A tribal source in Mosul said ISIL militants nominated two retired military officers to be the governors of city. 

Eyewitnesses saw two helicopters flying above the city, which were reportedly taken from a Mosul army base on Tuesday.

According to earlier reports, the largest city of Salahuddin province, Samarra, was surrounded by ISIL militants, however, the leader of the Iraqi military operation, Sabah al-Fatlawi, has denied that the militants took over the city.

Fatlawi told the Anadolu Agency over phone that Samarra was still controlled by the Iraqi army, adding that they were expecting reinforcements to prevent militants from regaining the city. He also denied reports that militants captured the town of Balad, 85 kilometers north of Baghdad.    

Iraq's central government has been struggling to regain control of parts of northern Iraq since ISIL took control of Mosul and its surrounding Nineveh province. On Wednesday, they attacked several other cities and were able to wrest control of Tikrit, 140 kilometers from capital Baghdad. 

On Thursday, ISIL released a statement calling on its fighters to "creep" towards Baghdad, Karbala and Najaf to "settle scores" with Iraqi Prime Minister Nouri al-Maliki. An AA correspondent said ISIL are only 100 kilometers from Baghdad.

"The real battle will be in Baghdad and Karbala," said Abu Mohammed Adnani Shami, who presented himself as ISIL's spokesperson. He called on fighters "not to cede an inch of seized land and to prevent Shia from setting foot on it."

Photos published on a Twitter page believed to be operated by ISIL showed them using bulldozers to remove barriers on the Syria-Iraq border and crossing into Iraq with military vehicles.

Kurdish Peshmerga forces and Iraqi special forces have tried to deflect ISIL forces from entering cities in northern Iraq.
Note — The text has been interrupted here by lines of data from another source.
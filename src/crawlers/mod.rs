pub mod docs;
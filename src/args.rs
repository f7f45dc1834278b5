use clap::{Parser, ValueEnum};
use docs_scraper::config::{ExtractMode, ScrapeConfig};
use std::path::PathBuf;

#[derive(Parser, Debug)]
#[command(name = "docs-scraper")]
#[command(about = "Scrapes a documentation site's pages into one JSON file each")]
#[command(version)]
pub struct Args {
    /// JSON configuration file; built-in defaults are used without it
    #[arg(short, long)]
    pub config: Option<PathBuf>,

    /// Seed page whose navigation menu lists the pages to scrape
    #[arg(short, long)]
    pub url: Option<String>,

    /// Output directory for the JSON records
    #[arg(short, long)]
    pub out_dir: Option<PathBuf>,

    /// Delay between page visits in milliseconds
    #[arg(short, long)]
    pub rate_limit: Option<u64>,

    /// User-agent string sent by the browser
    #[arg(long)]
    pub user_agent: Option<String>,

    /// WebDriver server URL (also read from WEBDRIVER_URL)
    #[arg(long)]
    pub webdriver_url: Option<String>,

    /// Where extraction runs
    #[arg(short, long, value_enum)]
    pub extract_mode: Option<ExtractModeArg>,

    /// Show the browser window
    #[arg(long)]
    pub headed: bool,
}

#[derive(Copy, Clone, Debug, PartialEq, Eq, ValueEnum)]
pub enum ExtractModeArg {
    /// JavaScript inside the page
    Script,
    /// Rendered page source parsed locally
    Source,
}

/// Convert from CLI argument extract mode to the configuration one
pub fn convert_extract_mode(arg: ExtractModeArg) -> ExtractMode {
    match arg {
        ExtractModeArg::Script => ExtractMode::Script,
        ExtractModeArg::Source => ExtractMode::Source,
    }
}

impl Args {
    /// Builds the crawl configuration: file (or defaults), then environment, then flags
    pub fn into_config(self) -> Result<ScrapeConfig, docs_scraper::ScrapeError> {
        let mut config = match &self.config {
            Some(path) => ScrapeConfig::from_file(path)?,
            None => ScrapeConfig::default(),
        }
        .with_env_overrides();

        if let Some(url) = self.url {
            config.start_url = url;
        }
        if let Some(out_dir) = self.out_dir {
            config.out_dir = out_dir;
        }
        if let Some(rate_limit) = self.rate_limit {
            config.rate_limit_ms = rate_limit;
        }
        if let Some(user_agent) = self.user_agent {
            config.user_agent = user_agent;
        }
        if let Some(webdriver_url) = self.webdriver_url {
            config.webdriver_url = webdriver_url;
        }
        if let Some(mode) = self.extract_mode {
            config.extract_mode = convert_extract_mode(mode);
        }
        if self.headed {
            config.headless = false;
        }

        Ok(config)
    }
}
use crate::ScrapeError;
use crate::browser::Browser;
use crate::config::{ExtractMode, ScrapeConfig};
use crate::extract::{Script, dom};
use fantoccini::{Client, ClientBuilder};
use serde_json::{Map, Value, json};
use std::time::{Duration, Instant};
use tokio::time::timeout;

/// How often the page is polled while waiting for network idle
const IDLE_POLL: Duration = Duration::from_millis(100);

/// Well-known local WebDriver endpoints tried when the configured one is down
const FALLBACK_WEBDRIVER_URLS: [&str; 2] = [
    "http://localhost:9515", // ChromeDriver default
    "http://127.0.0.1:4444", // Try with IP instead of localhost
];

/// A browser session driven over the WebDriver protocol
pub struct WebDriverBrowser {
    client: Client,
    mode: ExtractMode,
    network_idle: Duration,
    navigation_timeout: Option<Duration>,
}

impl WebDriverBrowser {
    /// Opens one session with the configured user agent and window mode
    pub async fn launch(config: &ScrapeConfig) -> Result<Self, ScrapeError> {
        let client =
            connect_to_webdriver(&config.webdriver_url, session_capabilities(config)).await?;
        ::log::info!("Browser session started (user agent: {})", config.user_agent);

        Ok(Self {
            client,
            mode: config.extract_mode,
            network_idle: config.network_idle(),
            navigation_timeout: config.navigation_timeout(),
        })
    }

    async fn navigate(&self, url: &str) -> Result<(), ScrapeError> {
        self.client.goto(url).await?;
        self.wait_for_network_idle(url).await
    }

    /// Waits until the document has loaded and no new resource entries
    /// appeared for the idle window, giving up at the navigation timeout
    async fn wait_for_network_idle(&self, url: &str) -> Result<(), ScrapeError> {
        let script = Script::NetworkActivity;
        let started = Instant::now();
        let mut watch = IdleWatch::new(
            self.network_idle,
            self.navigation_timeout.map(|limit| started + limit),
            started,
        );

        loop {
            let value = self.client.execute(script.source(), script.args()).await?;
            let (ready_state, count): (String, u64) = serde_json::from_value(value)?;

            match watch.observe(&ready_state, count, Instant::now()) {
                IdleState::Busy => {}
                IdleState::Idle => {
                    ::log::trace!("Network idle with {} resources loaded", count);
                    return Ok(());
                }
                IdleState::Expired => {
                    return Err(ScrapeError::NavigationTimeout {
                        url: url.to_string(),
                        secs: started.elapsed().as_secs(),
                    });
                }
            }

            tokio::time::sleep(IDLE_POLL).await;
        }
    }
}

#[derive(Debug, Clone, Copy, PartialEq, Eq)]
enum IdleState {
    Busy,
    Idle,
    Expired,
}

/// Tracks successive `[readyState, resourceCount]` samples of a page
#[derive(Debug)]
struct IdleWatch {
    quiet: Duration,
    deadline: Option<Instant>,
    last_count: Option<u64>,
    quiet_since: Instant,
}

impl IdleWatch {
    fn new(quiet: Duration, deadline: Option<Instant>, now: Instant) -> Self {
        Self {
            quiet,
            deadline,
            last_count: None,
            quiet_since: now,
        }
    }

    fn observe(&mut self, ready_state: &str, count: u64, now: Instant) -> IdleState {
        if ready_state != "complete" || self.last_count != Some(count) {
            self.last_count = Some(count);
            self.quiet_since = now;
        } else if now.duration_since(self.quiet_since) >= self.quiet {
            return IdleState::Idle;
        }

        match self.deadline {
            Some(deadline) if now >= deadline => IdleState::Expired,
            _ => IdleState::Busy,
        }
    }
}

impl Browser for WebDriverBrowser {
    async fn goto(&mut self, url: &str) -> Result<(), ScrapeError> {
        ::log::debug!("GOTO: {}", url);

        match self.navigation_timeout {
            Some(limit) => timeout(limit, self.navigate(url))
                .await
                .map_err(|_| ScrapeError::NavigationTimeout {
                    url: url.to_string(),
                    secs: limit.as_secs(),
                })?,
            None => self.navigate(url).await,
        }
    }

    async fn evaluate(&mut self, script: &Script) -> Result<Value, ScrapeError> {
        match self.mode {
            ExtractMode::Script => Ok(self.client.execute(script.source(), script.args()).await?),
            ExtractMode::Source => {
                let html = self.client.source().await?;
                let location = self.client.current_url().await?;
                dom::evaluate(script, &html, &location)
            }
        }
    }

    async fn close(self) -> Result<(), ScrapeError> {
        self.client.close().await?;
        ::log::debug!("Browser session closed");
        Ok(())
    }
}

/// Session capabilities for Chrome and Firefox drivers alike
fn session_capabilities(config: &ScrapeConfig) -> Map<String, Value> {
    let mut chrome_args = vec![format!("--user-agent={}", config.user_agent)];
    let mut firefox_args = Vec::new();
    if config.headless {
        chrome_args.push("--headless=new".to_string());
        chrome_args.push("--disable-gpu".to_string());
        firefox_args.push("-headless".to_string());
    }

    let mut caps = Map::new();
    caps.insert("pageLoadStrategy".to_string(), json!("normal"));
    caps.insert("goog:chromeOptions".to_string(), json!({ "args": chrome_args }));
    caps.insert(
        "moz:firefoxOptions".to_string(),
        json!({
            "args": firefox_args,
            "prefs": { "general.useragent.override": config.user_agent },
        }),
    );
    caps
}

/// Connects to the WebDriver instance, trying common local endpoints if the
/// configured one is unreachable
async fn connect_to_webdriver(
    webdriver_url: &str,
    caps: Map<String, Value>,
) -> Result<Client, ScrapeError> {
    let mut builder = ClientBuilder::native();
    builder.capabilities(caps);

    let mut last_error = match builder.connect(webdriver_url).await {
        Ok(client) => {
            ::log::debug!("Connected to WebDriver at {}", webdriver_url);
            return Ok(client);
        }
        Err(e) => {
            ::log::warn!("Failed to connect to WebDriver at {}: {}", webdriver_url, e);
            ScrapeError::Connect {
                url: webdriver_url.to_string(),
                message: e.to_string(),
            }
        }
    };

    for url in FALLBACK_WEBDRIVER_URLS {
        if url == webdriver_url {
            continue;
        }

        ::log::info!("Trying fallback WebDriver URL: {}", url);
        match builder.connect(url).await {
            Ok(client) => {
                ::log::debug!("Connected to fallback WebDriver at {}", url);
                return Ok(client);
            }
            Err(e) => {
                last_error = ScrapeError::Connect {
                    url: url.to_string(),
                    message: e.to_string(),
                };
            }
        }
    }

    ::log::error!(
        "Make sure a WebDriver server is running or set the WEBDRIVER_URL environment variable"
    );
    Err(last_error)
}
ISIL have control of western province Anbar, where they have long had a presence.

A Kurdish security force told the AA that they killed 20 ISIL fighters who crossed into Iraq from Syria, during an hour-long clash in the western province of Sinjar on Thursday morning. 

In Kirkuk, Iraqi army and Kurdish Peshmerga forces are preparing to take back the Hawija and Rashad areas from ISIL, Serhat Qadir, the head of local police, told the AA.

Forces deployed in Kirkuk's Multaqa sub-district, just 24 kilometers from the city, are under ISIL's control. Other parts of Kirkuk are under control of Peshmerga forces, but residents are stockpiling food and gasoline in case of a possible ISIL attack.

Earlier Thursday, unidentified people looted military headquarters, which had been evacuated after an ISIL threat, taking all military vehicles, weapons, handcuffs and military uniforms.

Officials said Iraq's army appointed new commanders to head operations in the northern Salahuddin province on Thursday.

Late on Wednesday, Iraqi Prime Minister Nouri al-Maliki ordered the arrest of military leaders who reportedly left their posts when ISIL militants attacked Mosul, a source close to the prime minister's office told the AA on condition of anonymity.

ISIL was established shortly after the U.S.-led invasion of Iraq in 2003 and was most recognizably known as Al Qaeda in Iraq, under the leadership of Jordanian militant Abu Musab al-Zarqawi. Al Qaeda's leader Ayman al-Zawahiri cut ties with the group in February 2014 because of a dispute with another militant group, the Al Nusra Front. 

Iraq has seen a marked increase in violence in recent months, which the government blames on ISIL.